use baize_engine::bridge::protocol::HEADER_FLOATS;
use baize_engine::{
    EngineContext, FrameClock, Game, GameConfig, InputEvent, InputQueue, ProtocolLayout,
};

/// Generic game runner that wires up the frame loop.
///
/// Each concrete game creates a `thread_local!` GameRunner and exports free
/// functions via `#[wasm_bindgen]` (see [`export_game!`](crate::export_game)),
/// because wasm-bindgen cannot export generic structs directly.
pub struct GameRunner<G: Game> {
    game: G,
    ctx: EngineContext,
    input: InputQueue,
    clock: FrameClock,
    config: GameConfig,
    layout: ProtocolLayout,
    header: [f32; HEADER_FLOATS],
    initialized: bool,
    overflow_warned: bool,
}

impl<G: Game> GameRunner<G> {
    pub fn new(game: G) -> Self {
        let config = game.config();
        Self {
            ctx: EngineContext::from_config(&config),
            input: InputQueue::new(),
            clock: FrameClock::new(config.frame_dt),
            layout: ProtocolLayout::from_config(&config),
            header: [0.0; HEADER_FLOATS],
            config,
            game,
            initialized: false,
            overflow_warned: false,
        }
    }

    /// Initialize the game. Call once after construction.
    pub fn init(&mut self) {
        self.game.init(&mut self.ctx);
        self.initialized = true;
        self.refresh_header();
    }

    pub fn push_input(&mut self, event: InputEvent) {
        self.input.push(event);
    }

    /// Advance by `host_dt` seconds of wall time.
    ///
    /// Pending input goes to the first frame run by this tick. A tick too
    /// short to complete a frame keeps the input queued for the next one.
    pub fn tick(&mut self, host_dt: f32) {
        if !self.initialized {
            return;
        }

        self.ctx.clear_frame_data();

        let steps = self.clock.advance(host_dt);
        let first_frame = self.clock.frames() - steps as u64;
        for i in 0..steps {
            self.ctx.frame = first_frame + i as u64;
            self.game.update(&mut self.ctx, &self.input);
            self.input.clear();
        }

        let vertices = self.ctx.vectors.vertex_count();
        if vertices > self.layout.max_vector_vertices && !self.overflow_warned {
            log::warn!(
                "vector output ({} vertices) exceeds host buffer capacity ({}); truncating",
                vertices,
                self.layout.max_vector_vertices
            );
            self.overflow_warned = true;
        }
        self.refresh_header();
    }

    fn refresh_header(&mut self) {
        self.header = self.layout.header(
            &self.config,
            self.clock.frames(),
            self.ctx.vectors.vertex_count(),
            self.ctx.events.len(),
        );
    }

    pub fn game(&self) -> &G {
        &self.game
    }

    pub fn game_mut(&mut self) -> &mut G {
        &mut self.game
    }

    pub fn context(&self) -> &EngineContext {
        &self.ctx
    }

    pub fn pending_input(&self) -> usize {
        self.input.len()
    }

    // ---- Pointer accessors for host-side reads ----

    pub fn header_ptr(&self) -> *const f32 {
        self.header.as_ptr()
    }

    pub fn vector_vertices_ptr(&self) -> *const f32 {
        self.ctx.vectors.buffer_ptr()
    }

    pub fn vector_vertex_count(&self) -> u32 {
        self.ctx.vectors.vertex_count().min(self.layout.max_vector_vertices) as u32
    }

    pub fn game_events_ptr(&self) -> *const f32 {
        self.ctx.events.as_ptr() as *const f32
    }

    pub fn game_events_len(&self) -> u32 {
        self.ctx.events.len().min(self.layout.max_events) as u32
    }

    pub fn world_width(&self) -> f32 {
        self.config.world_width
    }

    pub fn world_height(&self) -> f32 {
        self.config.world_height
    }

    // ---- Capacity accessors ----

    pub fn max_vector_vertices(&self) -> u32 {
        self.layout.max_vector_vertices as u32
    }

    pub fn max_events(&self) -> u32 {
        self.layout.max_events as u32
    }

    pub fn buffer_total_floats(&self) -> u32 {
        self.layout.buffer_total_floats as u32
    }
}

#[cfg(test)]
mod tests {
    use super::*;
    use baize_engine::bridge::protocol::HEADER_FRAME_COUNTER;
    use baize_engine::{GameEvent, Surface, VectorColor};
    use glam::Vec2;

    /// Records what each frame saw.
    #[derive(Default)]
    struct Probe {
        frames: u32,
        inputs_seen: Vec<usize>,
    }

    impl Game for Probe {
        fn init(&mut self, _ctx: &mut EngineContext) {}

        fn update(&mut self, ctx: &mut EngineContext, input: &InputQueue) {
            self.frames += 1;
            self.inputs_seen.push(input.len());
            ctx.vectors.clear();
            ctx.vectors.fill_rect(Vec2::ZERO, 10.0, 10.0, VectorColor::WHITE);
            ctx.emit_event(GameEvent::new(1.0, ctx.frame as f32, 0.0, 0.0));
        }
    }

    #[test]
    fn tick_before_init_does_nothing() {
        let mut runner = GameRunner::new(Probe::default());
        runner.tick(1.0 / 60.0);
        assert_eq!(runner.game().frames, 0);
    }

    #[test]
    fn input_goes_to_first_frame_only() {
        let mut runner = GameRunner::new(Probe::default());
        runner.init();
        runner.push_input(InputEvent::PointerDown { x: 1.0, y: 1.0 });
        runner.push_input(InputEvent::PointerUp { x: 1.0, y: 1.0 });
        runner.tick(3.0 / 60.0 + 0.001);
        assert_eq!(runner.game().inputs_seen, vec![2, 0, 0]);
        assert_eq!(runner.pending_input(), 0);
    }

    #[test]
    fn short_tick_keeps_input_queued() {
        let mut runner = GameRunner::new(Probe::default());
        runner.init();
        runner.push_input(InputEvent::PointerMove { x: 3.0, y: 4.0 });
        runner.tick(0.001);
        assert_eq!(runner.game().frames, 0);
        assert_eq!(runner.pending_input(), 1);

        runner.tick(1.0 / 60.0);
        assert_eq!(runner.game().inputs_seen, vec![1]);
    }

    #[test]
    fn events_and_header_reflect_last_tick() {
        let mut runner = GameRunner::new(Probe::default());
        runner.init();
        runner.tick(2.0 / 60.0 + 0.001);
        assert_eq!(runner.game_events_len(), 2);
        assert_eq!(runner.context().events[1].a, 1.0);
        assert_eq!(runner.vector_vertex_count(), 6);
        assert_eq!(runner.header[HEADER_FRAME_COUNTER], 2.0);

        runner.tick(1.0 / 60.0);
        assert_eq!(runner.game_events_len(), 1);
    }
}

_ _ _ _ _ _ _

Instructions to follow >>
Looking back over the data above, restate word for word the lines that begin at the line with "and exports free" and end at the line with "pub struct GameRunner<G: Game>", inclusive.

Answer section >>
/// Each concrete game creates a `thread_local!` GameRunner and exports free
/// functions via `#[wasm_bindgen]` (see [`export_game!`](crate::export_game)),
/// because wasm-bindgen cannot export generic structs directly.
pub struct GameRunner<G: Game> {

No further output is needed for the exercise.